(Dataset excerpts)

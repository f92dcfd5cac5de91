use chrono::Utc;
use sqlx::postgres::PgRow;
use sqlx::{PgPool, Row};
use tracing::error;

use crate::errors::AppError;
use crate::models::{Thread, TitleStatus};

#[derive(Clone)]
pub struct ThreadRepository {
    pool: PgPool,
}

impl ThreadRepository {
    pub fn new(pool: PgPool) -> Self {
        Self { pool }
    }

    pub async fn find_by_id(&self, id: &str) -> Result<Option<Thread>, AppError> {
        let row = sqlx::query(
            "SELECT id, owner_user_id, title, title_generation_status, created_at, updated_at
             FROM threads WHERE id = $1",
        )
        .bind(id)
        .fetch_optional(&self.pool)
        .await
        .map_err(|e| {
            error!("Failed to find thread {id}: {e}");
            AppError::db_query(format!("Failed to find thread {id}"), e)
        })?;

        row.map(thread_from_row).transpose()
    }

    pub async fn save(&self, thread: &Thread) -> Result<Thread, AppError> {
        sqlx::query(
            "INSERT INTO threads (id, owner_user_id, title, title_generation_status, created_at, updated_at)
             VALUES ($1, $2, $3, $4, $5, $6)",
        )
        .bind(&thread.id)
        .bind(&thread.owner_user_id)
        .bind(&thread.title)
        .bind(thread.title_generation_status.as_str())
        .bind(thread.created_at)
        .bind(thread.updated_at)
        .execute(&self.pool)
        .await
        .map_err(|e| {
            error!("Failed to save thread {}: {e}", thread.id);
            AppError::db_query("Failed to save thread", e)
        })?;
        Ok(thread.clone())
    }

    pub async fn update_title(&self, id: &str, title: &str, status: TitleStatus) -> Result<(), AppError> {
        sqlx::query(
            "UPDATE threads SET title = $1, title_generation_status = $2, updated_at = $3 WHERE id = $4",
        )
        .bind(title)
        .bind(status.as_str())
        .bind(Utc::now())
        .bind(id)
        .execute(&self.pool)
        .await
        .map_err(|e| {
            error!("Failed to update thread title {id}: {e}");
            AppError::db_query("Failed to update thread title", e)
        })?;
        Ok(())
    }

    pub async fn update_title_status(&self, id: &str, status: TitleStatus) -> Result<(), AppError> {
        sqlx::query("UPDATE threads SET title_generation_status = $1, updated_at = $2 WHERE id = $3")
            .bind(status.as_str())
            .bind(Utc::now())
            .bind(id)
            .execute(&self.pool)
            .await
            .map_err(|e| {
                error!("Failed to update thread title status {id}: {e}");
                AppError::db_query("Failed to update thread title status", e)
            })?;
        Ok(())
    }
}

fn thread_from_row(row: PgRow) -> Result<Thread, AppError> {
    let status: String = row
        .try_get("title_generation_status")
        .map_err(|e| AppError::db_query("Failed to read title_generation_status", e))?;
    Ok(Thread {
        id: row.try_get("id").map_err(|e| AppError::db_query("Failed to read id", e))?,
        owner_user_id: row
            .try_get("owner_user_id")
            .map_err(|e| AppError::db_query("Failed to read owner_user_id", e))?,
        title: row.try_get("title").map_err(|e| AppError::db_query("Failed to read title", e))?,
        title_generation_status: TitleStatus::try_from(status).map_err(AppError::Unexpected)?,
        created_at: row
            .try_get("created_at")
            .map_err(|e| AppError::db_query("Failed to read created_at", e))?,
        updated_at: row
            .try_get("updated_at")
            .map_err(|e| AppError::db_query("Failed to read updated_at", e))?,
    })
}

---

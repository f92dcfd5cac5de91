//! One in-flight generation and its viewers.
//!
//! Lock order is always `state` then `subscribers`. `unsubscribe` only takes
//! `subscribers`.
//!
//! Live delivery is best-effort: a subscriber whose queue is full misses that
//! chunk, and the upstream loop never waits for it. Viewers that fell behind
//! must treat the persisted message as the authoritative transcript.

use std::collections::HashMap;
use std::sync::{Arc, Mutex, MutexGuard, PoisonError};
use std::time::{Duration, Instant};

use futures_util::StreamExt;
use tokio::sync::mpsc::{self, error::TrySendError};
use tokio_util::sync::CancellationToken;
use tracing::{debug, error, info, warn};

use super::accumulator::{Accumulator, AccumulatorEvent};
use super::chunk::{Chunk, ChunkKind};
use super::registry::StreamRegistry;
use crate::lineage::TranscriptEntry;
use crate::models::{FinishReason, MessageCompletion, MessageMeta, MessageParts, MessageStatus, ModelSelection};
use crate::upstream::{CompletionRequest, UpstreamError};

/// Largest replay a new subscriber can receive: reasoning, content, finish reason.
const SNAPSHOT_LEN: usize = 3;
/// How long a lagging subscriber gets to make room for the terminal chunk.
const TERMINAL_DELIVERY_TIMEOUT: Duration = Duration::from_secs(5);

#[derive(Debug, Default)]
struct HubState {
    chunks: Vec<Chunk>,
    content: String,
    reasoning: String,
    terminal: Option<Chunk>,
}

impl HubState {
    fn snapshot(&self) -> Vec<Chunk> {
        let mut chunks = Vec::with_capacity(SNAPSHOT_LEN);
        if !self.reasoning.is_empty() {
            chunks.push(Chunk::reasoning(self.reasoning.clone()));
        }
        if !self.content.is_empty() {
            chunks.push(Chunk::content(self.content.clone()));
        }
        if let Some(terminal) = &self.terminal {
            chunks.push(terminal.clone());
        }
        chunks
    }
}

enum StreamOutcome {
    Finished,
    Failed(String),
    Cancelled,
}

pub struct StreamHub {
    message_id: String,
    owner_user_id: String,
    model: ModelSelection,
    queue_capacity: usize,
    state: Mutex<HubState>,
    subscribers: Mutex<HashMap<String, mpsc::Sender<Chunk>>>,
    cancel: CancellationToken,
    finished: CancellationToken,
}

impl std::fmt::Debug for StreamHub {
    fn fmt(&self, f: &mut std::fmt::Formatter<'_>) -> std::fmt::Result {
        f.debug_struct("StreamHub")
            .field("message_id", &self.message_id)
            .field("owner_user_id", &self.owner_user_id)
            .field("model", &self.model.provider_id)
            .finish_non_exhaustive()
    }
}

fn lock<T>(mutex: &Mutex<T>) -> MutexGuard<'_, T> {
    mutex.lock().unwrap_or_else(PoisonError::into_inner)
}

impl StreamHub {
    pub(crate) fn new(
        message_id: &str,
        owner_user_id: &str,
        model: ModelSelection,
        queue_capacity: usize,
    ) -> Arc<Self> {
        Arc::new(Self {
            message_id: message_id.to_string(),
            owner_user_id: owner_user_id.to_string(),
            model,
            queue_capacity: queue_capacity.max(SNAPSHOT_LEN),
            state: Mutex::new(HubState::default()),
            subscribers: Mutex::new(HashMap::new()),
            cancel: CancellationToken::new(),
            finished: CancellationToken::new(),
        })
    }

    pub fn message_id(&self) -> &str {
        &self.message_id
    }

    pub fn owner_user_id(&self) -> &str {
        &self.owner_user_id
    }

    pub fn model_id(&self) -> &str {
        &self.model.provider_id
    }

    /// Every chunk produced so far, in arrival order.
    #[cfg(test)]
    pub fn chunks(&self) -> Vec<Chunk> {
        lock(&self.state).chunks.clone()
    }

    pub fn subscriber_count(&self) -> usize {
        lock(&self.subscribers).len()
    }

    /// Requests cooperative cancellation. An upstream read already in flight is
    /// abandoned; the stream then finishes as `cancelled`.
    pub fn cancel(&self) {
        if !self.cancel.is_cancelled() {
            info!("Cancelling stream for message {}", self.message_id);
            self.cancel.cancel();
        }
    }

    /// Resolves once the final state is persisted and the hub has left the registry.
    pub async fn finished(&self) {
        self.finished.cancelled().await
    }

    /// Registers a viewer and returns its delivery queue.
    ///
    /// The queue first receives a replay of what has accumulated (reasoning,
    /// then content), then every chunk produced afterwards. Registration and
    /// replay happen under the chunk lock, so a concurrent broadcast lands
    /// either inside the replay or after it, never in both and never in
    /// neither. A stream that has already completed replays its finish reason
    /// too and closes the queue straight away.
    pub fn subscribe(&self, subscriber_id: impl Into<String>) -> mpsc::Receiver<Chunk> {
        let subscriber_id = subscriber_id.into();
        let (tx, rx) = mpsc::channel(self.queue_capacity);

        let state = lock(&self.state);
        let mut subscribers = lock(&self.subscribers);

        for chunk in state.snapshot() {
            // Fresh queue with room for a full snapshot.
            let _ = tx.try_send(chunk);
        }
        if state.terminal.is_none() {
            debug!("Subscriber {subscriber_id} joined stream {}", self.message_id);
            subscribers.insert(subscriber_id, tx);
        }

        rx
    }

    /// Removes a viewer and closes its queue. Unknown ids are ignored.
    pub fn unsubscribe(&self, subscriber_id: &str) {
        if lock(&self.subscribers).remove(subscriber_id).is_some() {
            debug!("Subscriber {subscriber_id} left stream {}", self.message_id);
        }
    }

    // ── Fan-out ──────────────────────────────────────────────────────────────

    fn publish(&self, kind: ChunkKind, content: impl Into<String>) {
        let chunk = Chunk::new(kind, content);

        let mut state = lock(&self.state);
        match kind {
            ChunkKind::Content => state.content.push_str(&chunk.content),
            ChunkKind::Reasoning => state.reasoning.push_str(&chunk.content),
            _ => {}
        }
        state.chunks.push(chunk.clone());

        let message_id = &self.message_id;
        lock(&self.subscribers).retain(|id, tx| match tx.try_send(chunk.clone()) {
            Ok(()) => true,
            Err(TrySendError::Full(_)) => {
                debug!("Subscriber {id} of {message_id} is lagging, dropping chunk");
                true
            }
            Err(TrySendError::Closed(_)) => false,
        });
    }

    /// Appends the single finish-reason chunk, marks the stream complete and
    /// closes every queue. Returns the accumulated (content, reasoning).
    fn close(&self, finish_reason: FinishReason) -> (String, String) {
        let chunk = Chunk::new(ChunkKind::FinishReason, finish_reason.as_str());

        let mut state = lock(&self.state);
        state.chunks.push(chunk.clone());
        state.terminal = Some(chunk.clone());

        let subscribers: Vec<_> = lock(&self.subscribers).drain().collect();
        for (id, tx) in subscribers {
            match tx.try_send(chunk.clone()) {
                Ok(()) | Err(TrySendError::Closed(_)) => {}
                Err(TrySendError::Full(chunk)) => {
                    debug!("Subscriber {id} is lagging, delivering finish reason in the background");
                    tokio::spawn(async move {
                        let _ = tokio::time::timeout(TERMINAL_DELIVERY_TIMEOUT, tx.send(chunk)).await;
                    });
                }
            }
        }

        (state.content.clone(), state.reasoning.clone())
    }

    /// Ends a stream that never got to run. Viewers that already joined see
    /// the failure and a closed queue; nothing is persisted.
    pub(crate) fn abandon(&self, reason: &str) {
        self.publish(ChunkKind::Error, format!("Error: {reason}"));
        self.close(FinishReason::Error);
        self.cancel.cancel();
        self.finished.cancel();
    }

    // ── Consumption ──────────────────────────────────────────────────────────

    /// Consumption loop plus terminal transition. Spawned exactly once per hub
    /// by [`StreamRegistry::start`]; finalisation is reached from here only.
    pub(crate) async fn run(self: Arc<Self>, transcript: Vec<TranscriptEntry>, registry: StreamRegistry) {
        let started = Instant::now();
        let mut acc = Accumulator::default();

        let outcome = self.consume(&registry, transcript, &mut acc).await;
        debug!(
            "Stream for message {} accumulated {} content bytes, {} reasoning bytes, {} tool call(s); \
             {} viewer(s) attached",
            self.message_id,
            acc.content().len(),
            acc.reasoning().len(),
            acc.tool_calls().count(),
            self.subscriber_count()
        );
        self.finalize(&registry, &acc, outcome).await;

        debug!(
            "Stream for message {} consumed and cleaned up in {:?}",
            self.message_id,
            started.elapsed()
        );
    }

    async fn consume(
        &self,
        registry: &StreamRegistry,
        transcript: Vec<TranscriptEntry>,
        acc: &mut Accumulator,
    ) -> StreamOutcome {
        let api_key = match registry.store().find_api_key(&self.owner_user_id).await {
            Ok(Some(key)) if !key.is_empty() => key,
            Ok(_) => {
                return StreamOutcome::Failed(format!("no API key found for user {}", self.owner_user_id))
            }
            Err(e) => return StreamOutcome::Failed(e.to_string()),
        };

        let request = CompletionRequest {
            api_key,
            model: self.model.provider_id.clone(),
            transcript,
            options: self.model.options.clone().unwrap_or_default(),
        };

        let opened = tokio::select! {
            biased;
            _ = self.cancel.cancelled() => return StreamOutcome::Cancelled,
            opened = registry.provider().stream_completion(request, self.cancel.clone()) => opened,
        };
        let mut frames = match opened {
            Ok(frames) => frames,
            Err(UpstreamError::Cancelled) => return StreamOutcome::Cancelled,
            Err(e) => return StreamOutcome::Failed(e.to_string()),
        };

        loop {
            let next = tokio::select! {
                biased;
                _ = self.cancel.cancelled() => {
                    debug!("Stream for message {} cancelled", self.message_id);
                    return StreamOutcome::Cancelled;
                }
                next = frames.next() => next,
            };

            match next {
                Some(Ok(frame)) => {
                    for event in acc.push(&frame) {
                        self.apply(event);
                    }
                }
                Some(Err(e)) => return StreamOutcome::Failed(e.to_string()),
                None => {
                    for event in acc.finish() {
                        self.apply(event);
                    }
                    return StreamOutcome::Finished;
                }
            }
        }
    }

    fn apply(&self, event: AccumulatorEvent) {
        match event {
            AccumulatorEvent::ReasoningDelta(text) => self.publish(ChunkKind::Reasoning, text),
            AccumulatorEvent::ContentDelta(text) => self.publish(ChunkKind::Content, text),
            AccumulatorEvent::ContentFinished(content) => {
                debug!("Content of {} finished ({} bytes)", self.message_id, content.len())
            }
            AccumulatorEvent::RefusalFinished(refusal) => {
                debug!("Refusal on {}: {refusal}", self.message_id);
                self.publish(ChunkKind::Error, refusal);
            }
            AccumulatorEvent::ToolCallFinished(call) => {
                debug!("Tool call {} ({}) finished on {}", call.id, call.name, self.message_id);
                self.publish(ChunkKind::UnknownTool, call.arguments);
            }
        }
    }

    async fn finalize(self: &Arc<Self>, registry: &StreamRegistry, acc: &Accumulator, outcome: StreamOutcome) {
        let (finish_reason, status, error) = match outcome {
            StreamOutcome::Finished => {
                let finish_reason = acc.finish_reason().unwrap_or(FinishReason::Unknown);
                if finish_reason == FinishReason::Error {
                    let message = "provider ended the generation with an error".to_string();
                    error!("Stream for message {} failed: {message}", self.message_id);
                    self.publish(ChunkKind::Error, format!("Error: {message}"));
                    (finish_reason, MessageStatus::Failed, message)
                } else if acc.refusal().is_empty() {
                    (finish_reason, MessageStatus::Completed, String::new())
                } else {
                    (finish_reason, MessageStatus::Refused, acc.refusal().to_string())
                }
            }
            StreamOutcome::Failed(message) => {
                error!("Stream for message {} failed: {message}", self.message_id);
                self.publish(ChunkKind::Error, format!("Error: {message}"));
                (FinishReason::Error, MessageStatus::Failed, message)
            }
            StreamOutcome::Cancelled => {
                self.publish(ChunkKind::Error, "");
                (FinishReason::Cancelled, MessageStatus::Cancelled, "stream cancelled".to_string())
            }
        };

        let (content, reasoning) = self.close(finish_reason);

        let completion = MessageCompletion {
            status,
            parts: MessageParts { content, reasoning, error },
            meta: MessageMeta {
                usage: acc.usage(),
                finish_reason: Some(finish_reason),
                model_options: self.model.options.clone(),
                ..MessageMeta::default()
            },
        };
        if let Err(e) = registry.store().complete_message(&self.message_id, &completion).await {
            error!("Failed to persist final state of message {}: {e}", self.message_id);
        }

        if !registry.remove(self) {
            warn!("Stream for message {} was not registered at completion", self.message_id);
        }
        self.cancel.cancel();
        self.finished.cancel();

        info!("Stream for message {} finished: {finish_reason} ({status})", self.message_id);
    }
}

▶ [YOUR GOAL]:
The word "MutexGuard" occurs on some lines of the entries. Work out how many such lines there are and reply with the number alone.

▶ [RESULT FOR THIS EXERCISE]:
2